Der Bedenkenhinweis hat
- zur rechten Zeit, also unverzüglich und ohne schuldhaftes (Ver-)zögern,
- in der gebotenen Form, d. h. beim VOB/B- Vertrag schriftlich, beim BGB- Vertrag unter Umständen auch nur mündlich,
- in der gebotenen Klarheit, also so, dass die nachteiligen Folgen und die sich daraus ergebenden Gefahren der unzureichenden Vorgaben konkret dargelegt werden, sodass der Auftraggeber sich der Tragweite der Nichtbefolgung klar wird und
- an den richtigen Adressaten, also grundsätzlich gegenüber dem Auftraggeber,
zu erfolgen.
Die Beweislast dafür, dass die vorgenannten Voraussetzungen eingehalten wurden, trägt der Unternehmer.

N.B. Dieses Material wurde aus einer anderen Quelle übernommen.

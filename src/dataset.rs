//! The in-memory dataset for joint CTC/attention training.
//!
//! Everything is loaded eagerly: TIMIT is small enough that keeping every feature
//! matrix and both label streams in memory is cheaper than touching the disk again
//! during training. Utterances are ordered by ascending frame count, so index `0` is
//! always the shortest utterance of the split.

use std::collections::BTreeSet;
use std::fmt;
use std::path::PathBuf;
use std::str::FromStr;

use indicatif::{ProgressBar, ProgressDrawTarget, ProgressIterator, ProgressStyle};
use log::{debug, info};
use ndarray::{Array1, Array2, Axis};

use crate::config::{is_known_label_type, CorpusLayout, SplitDirs};
use crate::error::{DatasetError, Result};
use crate::manifest::FrameManifest;
use crate::npy::{load_features, load_labels};

#[derive(Debug, Clone, Copy, Eq, PartialEq, Hash)]
pub enum Split {
    Train,
    Dev,
    Test,
}

impl Split {
    pub fn iter() -> impl Iterator<Item = Split> {
        [Split::Train, Split::Dev, Split::Test].iter().cloned()
    }
}

impl fmt::Display for Split {
    fn fmt(&self, f: &mut fmt::Formatter<'_>) -> fmt::Result {
        match self {
            Self::Train => write!(f, "train"),
            Self::Dev => write!(f, "dev"),
            Self::Test => write!(f, "test"),
        }
    }
}

impl FromStr for Split {
    type Err = DatasetError;

    fn from_str(split: &str) -> Result<Self> {
        match split {
            "train" => Ok(Split::Train),
            "dev" => Ok(Split::Dev),
            "test" => Ok(Split::Test),
            s => Err(DatasetError::InvalidSplit(s.to_string())),
        }
    }
}

/// One utterance and where its three arrays live.
#[derive(Debug, Clone, PartialEq, Eq)]
pub struct UtteranceRecord {
    pub id: String,
    pub num_frames: usize,
    pub input_path: PathBuf,
    pub ctc_label_path: PathBuf,
    pub att_label_path: PathBuf,
}

/// Batching parameters. They are only validated and stored by the loader; the
/// minibatch consumer in [`crate::batch`] interprets them.
#[derive(Debug, Clone, PartialEq, Eq)]
pub struct DatasetOptions {
    /// Per-device batch size.
    pub batch_size: usize,
    /// Index of the `<EOS>` class, used to pad attention labels.
    pub eos_index: i64,
    /// Draw minibatches in length order, shuffling utterances within each batch.
    pub sort_utt: bool,
    /// Draw minibatches in length order during the first epoch only, random afterwards.
    /// Overrides `sort_utt`.
    pub sorta_grad: bool,
    pub progressbar: bool,
    pub num_gpu: usize,
}

impl Default for DatasetOptions {
    fn default() -> Self {
        DatasetOptions {
            batch_size: 32,
            eos_index: 1,
            sort_utt: true,
            sorta_grad: false,
            progressbar: false,
            num_gpu: 1,
        }
    }
}

impl DatasetOptions {
    pub fn new(batch_size: usize, eos_index: i64) -> Self {
        DatasetOptions { batch_size, eos_index, ..Default::default() }
    }
    pub fn sort_utt(mut self, sort_utt: bool) -> Self {
        self.sort_utt = sort_utt;
        self
    }
    pub fn sorta_grad(mut self, sorta_grad: bool) -> Self {
        self.sorta_grad = sorta_grad;
        self
    }
    pub fn progressbar(mut self, progressbar: bool) -> Self {
        self.progressbar = progressbar;
        self
    }
    pub fn num_gpu(mut self, num_gpu: usize) -> Self {
        self.num_gpu = num_gpu;
        self
    }

    fn validate(mut self) -> Result<Self> {
        if self.batch_size == 0 {
            return Err(DatasetError::InvalidBatchConfig("batch_size must be at least 1".into()));
        }
        if self.num_gpu == 0 {
            return Err(DatasetError::InvalidBatchConfig("num_gpu must be at least 1".into()));
        }
        if self.sorta_grad {
            self.sort_utt = false;
        }
        Ok(self)
    }
}

pub struct Dataset {
    split: Split,
    label_type: String,
    options: DatasetOptions,
    frame_num: FrameManifest,
    records: Vec<UtteranceRecord>,
    inputs: Vec<Array2<f32>>,
    att_labels: Vec<Array1<i64>>,
    ctc_labels: Vec<Array1<i64>>,
    input_size: usize,
    rest: BTreeSet<usize>,
}

impl Dataset {
    /// Loads a split from the default corpus location, see [`CorpusLayout::default`].
    pub fn load(data_type: &str, label_type: &str, options: DatasetOptions) -> Result<Self> {
        Self::load_from(&CorpusLayout::default(), data_type, label_type, options)
    }

    /// Loads `data_type` (`train`, `dev` or `test`) with labels converted to `label_type`.
    ///
    /// Arguments are validated before anything is read. Any missing or undecodable file
    /// aborts the whole load.
    pub fn load_from(
        layout: &CorpusLayout,
        data_type: &str,
        label_type: &str,
        options: DatasetOptions,
    ) -> Result<Self> {
        let split: Split = data_type.parse()?;
        if !is_known_label_type(label_type) {
            return Err(DatasetError::UnknownLabelType(label_type.to_string()));
        }
        let options = options.validate()?;

        let dirs = layout.split_dirs(split, label_type);
        debug!("Inputs: {}", dirs.inputs.display());
        debug!("CTC labels: {}", dirs.ctc_labels.display());
        debug!("Attention labels: {}", dirs.att_labels.display());

        let frame_num = FrameManifest::open(&dirs.frame_num_path())?;
        if frame_num.is_empty() {
            return Err(DatasetError::EmptyDataset(dirs.frame_num_path()));
        }
        let records = sorted_records(&frame_num, &dirs);

        info!("=> Loading {} dataset ({})...", split, label_type);
        let n = records.len();
        let pb = match options.progressbar {
            true => ProgressBar::new(n as u64),
            false => ProgressBar::with_draw_target(Some(n as u64), ProgressDrawTarget::hidden()),
        };
        pb.set_style(ProgressStyle::default_bar()
            .template("{spinner:.green} {prefix:15.bold.dim} [{elapsed_precise}] [{bar:40.cyan/blue}] {pos}/{len} ({eta})")?
            .progress_chars("#>-"));
        pb.set_prefix(split.to_string());

        let mut inputs = Vec::with_capacity(n);
        let mut att_labels = Vec::with_capacity(n);
        let mut ctc_labels = Vec::with_capacity(n);
        for record in records.iter().progress_with(pb) {
            inputs.push(load_features(&record.input_path)?);
            att_labels.push(load_labels(&record.att_label_path)?);
            ctc_labels.push(load_labels(&record.ctc_label_path)?);
        }
        // Non-empty, checked above.
        let input_size = inputs[0].len_of(Axis(1));
        info!("<= Loaded {} utterances, input size {}", n, input_size);

        Ok(Dataset {
            split,
            label_type: label_type.to_string(),
            options,
            frame_num,
            records,
            inputs,
            att_labels,
            ctc_labels,
            input_size,
            rest: (0..n).collect(),
        })
    }

    pub fn len(&self) -> usize {
        self.records.len()
    }

    pub fn is_empty(&self) -> bool {
        self.records.is_empty()
    }

    pub fn split(&self) -> Split {
        self.split
    }

    pub fn label_type(&self) -> &str {
        &self.label_type
    }

    pub fn options(&self) -> &DatasetOptions {
        &self.options
    }

    /// Examples per minibatch across all devices.
    pub fn batch_size(&self) -> usize {
        self.options.batch_size * self.options.num_gpu
    }

    pub fn frame_num(&self) -> &FrameManifest {
        &self.frame_num
    }

    /// Utterances in ascending frame-count order. Index `i` here matches index `i` of
    /// every array container.
    pub fn records(&self) -> &[UtteranceRecord] {
        &self.records
    }

    pub fn inputs(&self) -> &[Array2<f32>] {
        &self.inputs
    }

    pub fn att_labels(&self) -> &[Array1<i64>] {
        &self.att_labels
    }

    pub fn ctc_labels(&self) -> &[Array1<i64>] {
        &self.ctc_labels
    }

    pub fn input_size(&self) -> usize {
        self.input_size
    }

    /// Indices not yet consumed in the current epoch.
    pub fn rest(&self) -> &BTreeSet<usize> {
        &self.rest
    }

    pub fn rest_mut(&mut self) -> &mut BTreeSet<usize> {
        &mut self.rest
    }

    pub fn reset_rest(&mut self) {
        self.rest = (0..self.len()).collect();
    }

    /// Builds a dataset without touching the disk. Entries must already be length-sorted.
    #[cfg(test)]
    pub(crate) fn in_memory(
        inputs: Vec<Array2<f32>>,
        att_labels: Vec<Array1<i64>>,
        ctc_labels: Vec<Array1<i64>>,
        options: DatasetOptions,
    ) -> Self {
        let dirs = CorpusLayout::new("/mem").split_dirs(Split::Train, "phone61");
        let frame_num: FrameManifest = inputs
            .iter()
            .enumerate()
            .map(|(i, x)| (format!("utt{i:04}"), x.nrows()))
            .collect();
        let records = sorted_records(&frame_num, &dirs);
        let input_size = inputs[0].len_of(Axis(1));
        let n = inputs.len();
        Dataset {
            split: Split::Train,
            label_type: "phone61".to_string(),
            options: options.validate().unwrap(),
            frame_num,
            records,
            inputs,
            att_labels,
            ctc_labels,
            input_size,
            rest: (0..n).collect(),
        }
    }
}

impl fmt::Debug for Dataset {
    fn fmt(&self, f: &mut fmt::Formatter<'_>) -> fmt::Result {
        f.write_fmt(format_args!(
            "Dataset '{}' ({}) with {} utterances, input_size: {}, rest: {}",
            self.split,
            self.label_type,
            self.len(),
            self.input_size,
            self.rest.len()
        ))
    }
}

fn sorted_records(frame_num: &FrameManifest, dirs: &SplitDirs) -> Vec<UtteranceRecord> {
    frame_num
        .sorted_by_frames()
        .into_iter()
        .map(|(utt, num_frames)| UtteranceRecord {
            id: utt.to_string(),
            num_frames,
            input_path: dirs.input_path(utt),
            ctc_label_path: dirs.ctc_label_path(utt),
            att_label_path: dirs.att_label_path(utt),
        })
        .collect()
}

#[cfg(test)]
mod tests {
    use super::*;

    #[test]
    fn split_names() {
        for split in Split::iter() {
            assert_eq!(split.to_string().parse::<Split>().unwrap(), split);
        }
        assert!(matches!("valid".parse::<Split>(), Err(DatasetError::InvalidSplit(s)) if s == "valid"));
    }

    #[test]
    fn sorta_grad_disables_sort_utt() {
        let opts = DatasetOptions::new(4, 1).sort_utt(true).sorta_grad(true).validate().unwrap();
        assert!(!opts.sort_utt);
        assert!(opts.sorta_grad);
    }

    #[test]
    fn rejects_zero_batch_size_and_gpus() {
        assert!(DatasetOptions::new(0, 1).validate().is_err());
        assert!(DatasetOptions::new(8, 1).num_gpu(0).validate().is_err());
    }

    #[test]
    fn records_are_length_sorted() {
        let manifest: FrameManifest =
            [("b", 20usize), ("a", 30), ("c", 10)].into_iter().map(|(k, v)| (k.to_string(), v)).collect();
        let dirs = CorpusLayout::new("/c").split_dirs(Split::Train, "phone39");
        let records = sorted_records(&manifest, &dirs);
        let ids: Vec<_> = records.iter().map(|r| r.id.as_str()).collect();
        assert_eq!(ids, ["c", "b", "a"]);
        assert_eq!(records[0].ctc_label_path, PathBuf::from("/c/labels/ctc/phone39/train/c.npy"));
    }

    #[test]
    fn invalid_split_fails_before_io() {
        // The root does not exist; only argument validation can produce this error.
        let layout = CorpusLayout::new("/definitely/not/here");
        let err = Dataset::load_from(&layout, "validation", "phone61", DatasetOptions::default()).unwrap_err();
        assert!(matches!(err, DatasetError::InvalidSplit(_)));
        let err = Dataset::load_from(&layout, "train", "phone60", DatasetOptions::default()).unwrap_err();
        assert!(matches!(err, DatasetError::UnknownLabelType(_)));
    }
}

Kann er diesen Beweis nicht führen, haftet er für den vorliegenden Werkmangel uneingeschränkt.
Für die tägliche Baupraxis bedeutet das: Der Werkunternehmer darf sich nicht blind auf die Vorgaben des Auftraggebers verlassen, sondern muss unmittelbar nach Vertragsschluss genau prüfen, ob der Werkerfolg, mit dessen Erbringung er beauftragt wurde, unter den vom Auftraggeber vorgegebenen Umstände erreicht werden kann. Erkennt er insoweit Risiken, hat er diese dem Auftraggeber unverzüglich und in aller Deutlichkeit mitzuteilen und diesen Bedenkenhinweis zu dokumentieren. Er darf sich insoweit insbesondere nicht darauf verlassen, dass der Auftragnehmer aus einem Produktinformationsblatt ohne weiteren Hinweis den Schluss zieht, dass der Werkerfolgt unter Verwendung des entsprechenden Produkts unter Umständen nicht erreicht werden kann.